#exit 4294967295
1 messages · Page 1 of 1 (latest)
https://github.com/sipsma/buildkit/blob/3187d2d056de7e3f976ef62cd548499dc3472a7e/executor/runcexecutor/executor.go#L314-L314 That is one suspect place where a uint32 conversion is being made @still patio
how reliably does this happen for you? does it happen locally?
Yeah it happens every time I try locally
well at least we have that!
Haha yeah with enough printlns the truth will be revealed
@tall drum it seems like this can only come from here, right? https://github.com/sipsma/buildkit/blob/3187d2d056de7e3f976ef62cd548499dc3472a7e/vendor/github.com/containerd/go-runc/monitor.go#L66
seems to be the only place a *runc.ExitError is ever constructed.
but everywhere seems to set 255 as a default, so where are we even getting -1 or 4294967295? 
correction, the *runc.ExitError is constructed by the caller from the value returned by Wait, but I think it's still just this one path...
I'm so mad right now... I added a println above the uint32 conversion and now I can't get it to repro anymore........
But yeah I was looking at those lines, the only possibility is that ws.ExitStatus() returns -1 if it is not actually exited, but that's not possible (right?)
there could of course be other uint32 conversions somewhere
I hope it's not something stupid involving command context with the context getting canceled and causing the process wait to return an error when the process has not exited yet
hmmm.....
yeah this seems like a possibility too.
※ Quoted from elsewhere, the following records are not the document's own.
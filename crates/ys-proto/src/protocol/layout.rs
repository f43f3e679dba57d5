//! Record layouts: the declared byte shape of one packet kind.
//!
//! A [`RecordLayout`] is an explicit descriptor table, written by hand and
//! checked against the legacy struct definition.  It never depends on Rust's
//! own struct layout rules; the `total_size` is declared rather than summed
//! from field widths because trailing alignment padding belongs to no field.

use std::collections::{HashMap, HashSet};

use thiserror::Error;

use crate::protocol::field::{FieldDescriptor, FieldRole, FieldType};

/// Errors detected while building a [`RecordLayout`].
///
/// Every structural problem is caught here, at startup, so decode never has
/// to second-guess the table it is working from.
#[derive(Debug, Clone, Error, PartialEq, Eq)]
pub enum LayoutError {
    /// A layout must describe at least one byte.
    #[error("layout for kind {kind_tag} declares a total size of zero")]
    ZeroSize { kind_tag: u32 },

    /// A field extends past the end of the record.
    #[error(
        "field `{field}` at offset {offset} with width {width} exceeds total size {total_size}"
    )]
    OutOfBounds {
        field: &'static str,
        offset: usize,
        width: usize,
        total_size: usize,
    },

    /// The width is not legal for the field's type.
    #[error("field `{field}` has illegal width {width} for its type")]
    InvalidWidth { field: &'static str, width: usize },

    /// Reserved and padding regions must be raw bytes.
    #[error("placeholder `{field}` at offset {offset} must be raw bytes")]
    PlaceholderNotRaw { field: &'static str, offset: usize },

    /// Two named fields share bytes.
    #[error("fields `{first}` and `{second}` overlap")]
    Overlap {
        first: &'static str,
        second: &'static str,
    },

    /// Two named fields share a label.
    #[error("field name `{0}` is declared more than once")]
    DuplicateField(&'static str),

    /// Two placeholders start at the same offset.
    #[error("placeholders `{first}` and `{second}` both start at offset {offset}")]
    PlaceholderOffsetClash {
        first: &'static str,
        second: &'static str,
        offset: usize,
    },
}

/// The complete byte layout of one packet kind.
#[derive(Debug, Clone, PartialEq, Eq)]
pub struct RecordLayout {
    kind_tag: u32,
    name: &'static str,
    fields: Vec<FieldDescriptor>,
    total_size: usize,
}

impl RecordLayout {
    /// Validates and builds a layout.
    ///
    /// # Errors
    ///
    /// Returns [`LayoutError`] if the size is zero, a field lies outside the
    /// record, a width is illegal for its type, a placeholder is not raw
    /// bytes, a named field is declared twice, two fields overlap where
    /// neither is a placeholder, or two placeholders start at one offset.
    pub fn new(
        kind_tag: u32,
        name: &'static str,
        fields: Vec<FieldDescriptor>,
        total_size: usize,
    ) -> Result<Self, LayoutError> {
        if total_size == 0 {
            return Err(LayoutError::ZeroSize { kind_tag });
        }

        let mut names = HashSet::new();
        // Decoded placeholder bytes are keyed by offset.
        let mut placeholder_at: HashMap<usize, &'static str> = HashMap::new();
        for field in &fields {
            if !field.ty.accepts_width(field.width) {
                return Err(LayoutError::InvalidWidth {
                    field: field.name,
                    width: field.width,
                });
            }
            if field.is_placeholder() && field.ty != FieldType::RawBytes {
                return Err(LayoutError::PlaceholderNotRaw {
                    field: field.name,
                    offset: field.offset,
                });
            }
            match field.end() {
                Some(end) if end <= total_size => {}
                _ => {
                    return Err(LayoutError::OutOfBounds {
                        field: field.name,
                        offset: field.offset,
                        width: field.width,
                        total_size,
                    })
                }
            }
            if field.role == FieldRole::Named && !names.insert(field.name) {
                return Err(LayoutError::DuplicateField(field.name));
            }
            if field.is_placeholder() {
                if let Some(first) = placeholder_at.insert(field.offset, field.name) {
                    return Err(LayoutError::PlaceholderOffsetClash {
                        first,
                        second: field.name,
                        offset: field.offset,
                    });
                }
            }
        }

        for (i, a) in fields.iter().enumerate() {
            for b in &fields[i + 1..] {
                if !a.is_placeholder() && !b.is_placeholder() && a.overlaps(b) {
                    return Err(LayoutError::Overlap {
                        first: a.name,
                        second: b.name,
                    });
                }
            }
        }

        Ok(Self {
            kind_tag,
            name,
            fields,
            total_size,
        })
    }

    /// Kind tag identifying this packet type on the wire.
    pub fn kind_tag(&self) -> u32 {
        self.kind_tag
    }

    /// Short human-readable name, e.g. `"tflight"`.
    pub fn name(&self) -> &'static str {
        self.name
    }

    /// Exact byte length of one record of this kind.
    pub fn total_size(&self) -> usize {
        self.total_size
    }

    /// All fields in declaration order.
    pub fn fields(&self) -> &[FieldDescriptor] {
        &self.fields
    }

    /// Fields that decode into typed values.
    pub fn named_fields(&self) -> impl Iterator<Item = &FieldDescriptor> + '_ {
        self.fields.iter().filter(|f| !f.is_placeholder())
    }

    /// Reserved and padding regions.
    pub fn placeholders(&self) -> impl Iterator<Item = &FieldDescriptor> + '_ {
        self.fields.iter().filter(|f| f.is_placeholder())
    }

    /// Looks up a named field by label.
    pub fn field(&self, name: &str) -> Option<&FieldDescriptor> {
        self.named_fields().find(|f| f.name == name)
    }

    /// Number of bytes covered by no field at all.
    ///
    /// Zero for a fully described layout; the encoder zero-fills any gap.
    pub fn uncovered_bytes(&self) -> usize {
        let mut covered = vec![false; self.total_size];
        for field in &self.fields {
            if let Some(slots) = covered.get_mut(field.range()) {
                slots.iter_mut().for_each(|c| *c = true);
            }
        }
        covered.iter().filter(|c| !**c).count()
    }
}

#[cfg(test)]
mod tests {
    use super::*;

    fn small_fields() -> Vec<FieldDescriptor> {
        vec![
            FieldDescriptor::signed("a", 0, 2),
            FieldDescriptor::padding(2, 2),
            FieldDescriptor::float("b", 4),
        ]
    }

    #[test]
    fn test_valid_layout_builds() {
        let layout = RecordLayout::new(3, "small", small_fields(), 8).unwrap();
        assert_eq!(layout.kind_tag(), 3);
        assert_eq!(layout.name(), "small");
        assert_eq!(layout.total_size(), 8);
        assert_eq!(layout.named_fields().count(), 2);
        assert_eq!(layout.placeholders().count(), 1);
        assert_eq!(layout.uncovered_bytes(), 0);
    }

    #[test]
    fn test_total_size_is_not_recomputed_from_fields() {
        // Trailing alignment bytes belong to no field.
        let layout = RecordLayout::new(3, "small", small_fields(), 12).unwrap();
        assert_eq!(layout.total_size(), 12);
        assert_eq!(layout.uncovered_bytes(), 4);
    }

    #[test]
    fn test_zero_size_is_rejected() {
        let err = RecordLayout::new(9, "empty", vec![], 0).unwrap_err();
        assert_eq!(err, LayoutError::ZeroSize { kind_tag: 9 });
    }

    #[test]
    fn test_field_past_end_is_rejected() {
        let err = RecordLayout::new(1, "short", small_fields(), 7).unwrap_err();
        assert!(matches!(err, LayoutError::OutOfBounds { field: "b", .. }));
    }

    #[test]
    fn test_offset_overflow_is_rejected() {
        let fields = vec![FieldDescriptor::reserved("far", usize::MAX - 1, 4)];
        let err = RecordLayout::new(1, "far", fields, 16).unwrap_err();
        assert!(matches!(err, LayoutError::OutOfBounds { field: "far", .. }));
    }

    #[test]
    fn test_overlapping_named_fields_are_rejected() {
        let fields = vec![
            FieldDescriptor::signed("a", 0, 4),
            FieldDescriptor::unsigned("b", 2, 2),
        ];
        let err = RecordLayout::new(1, "overlap", fields, 4).unwrap_err();
        assert_eq!(
            err,
            LayoutError::Overlap {
                first: "a",
                second: "b"
            }
        );
    }

    #[test]
    fn test_placeholder_may_overlap_named_field() {
        let fields = vec![
            FieldDescriptor::signed("a", 0, 4),
            FieldDescriptor::reserved("shadow", 2, 2),
        ];
        assert!(RecordLayout::new(1, "shadow", fields, 4).is_ok());
    }

    #[test]
    fn test_placeholders_sharing_an_offset_are_rejected() {
        let fields = vec![
            FieldDescriptor::reserved("u1", 0, 4),
            FieldDescriptor::padding(0, 2),
        ];
        let err = RecordLayout::new(77, "clash", fields, 4).unwrap_err();
        assert_eq!(
            err,
            LayoutError::PlaceholderOffsetClash {
                first: "u1",
                second: "(pad)",
                offset: 0
            }
        );
    }

    #[test]
    fn test_placeholders_may_overlap_at_different_offsets() {
        let fields = vec![
            FieldDescriptor::reserved("u1", 0, 4),
            FieldDescriptor::padding(2, 2),
        ];
        assert!(RecordLayout::new(77, "nested", fields, 4).is_ok());
    }

    #[test]
    fn test_illegal_width_is_rejected() {
        let fields = vec![FieldDescriptor::signed("odd", 0, 3)];
        let err = RecordLayout::new(1, "odd", fields, 4).unwrap_err();
        assert_eq!(
            err,
            LayoutError::InvalidWidth {
                field: "odd",
                width: 3
            }
        );
    }

    #[test]
    fn test_typed_placeholder_is_rejected() {
        let fields = vec![FieldDescriptor {
            name: "u9",
            offset: 0,
            width: 2,
            ty: FieldType::SignedInt,
            role: FieldRole::Reserved,
        }];
        let err = RecordLayout::new(1, "typed", fields, 2).unwrap_err();
        assert_eq!(
            err,
            LayoutError::PlaceholderNotRaw {
                field: "u9",
                offset: 0
            }
        );
    }

    #[test]
    fn test_duplicate_named_field_is_rejected() {
        let fields = vec![
            FieldDescriptor::signed("a", 0, 2),
            FieldDescriptor::signed("a", 2, 2),
        ];
        let err = RecordLayout::new(1, "dup", fields, 4).unwrap_err();
        assert_eq!(err, LayoutError::DuplicateField("a"));
    }

    #[test]
    fn test_padding_regions_may_share_a_label() {
        let fields = vec![
            FieldDescriptor::padding(0, 1),
            FieldDescriptor::signed("a", 1, 1),
            FieldDescriptor::padding(2, 2),
        ];
        assert!(RecordLayout::new(1, "pads", fields, 4).is_ok());
    }

    #[test]
    fn test_field_lookup_ignores_placeholders() {
        let layout = RecordLayout::new(3, "small", small_fields(), 8).unwrap();
        assert_eq!(layout.field("b").map(|f| f.offset), Some(4));
        assert!(layout.field("(pad)").is_none());
        assert!(layout.field("missing").is_none());
    }
}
I wonder what happens if an overridden Cancel returns an error and you call Wait()
// (If the command exits with a non-success status, or Cancel
// returns an error that wraps os.ErrProcessDone, Wait and similar methods
// continue to return the command's usual exit status.)
oh, they don't set Cancel anyway
omg I finally repro'd it again, yeah runcExitError.Status is -1 on this line when it happens: https://github.com/sipsma/buildkit/blob/3187d2d056de7e3f976ef62cd548499dc3472a7e/executor/runcexecutor/executor.go#L314-L314
nice!
is this a SIGCHLD bubbling up in a weird way or something? is does it possible for Wait() to be interrupted without the process actually exiting? sounds strange, but we're at the layer where we do strange things
time for chatgpt
Well it looks like buildkit's dep on go-runc is v1.0.0 which is extremely old: https://github.com/containerd/go-runc/tree/v1.0.0
So I was looking through commits made since then, found at least one interesting one: https://github.com/containerd/go-runc/commit/1caf1a73de233bdfe8bbdd860c42b0d263fabe12
In Linux, the wait() system call is used to make a parent process wait for its child processes to complete. Under normal circumstances, wait() will only return when a child process exits, either by terminating normally or by being killed by a signal.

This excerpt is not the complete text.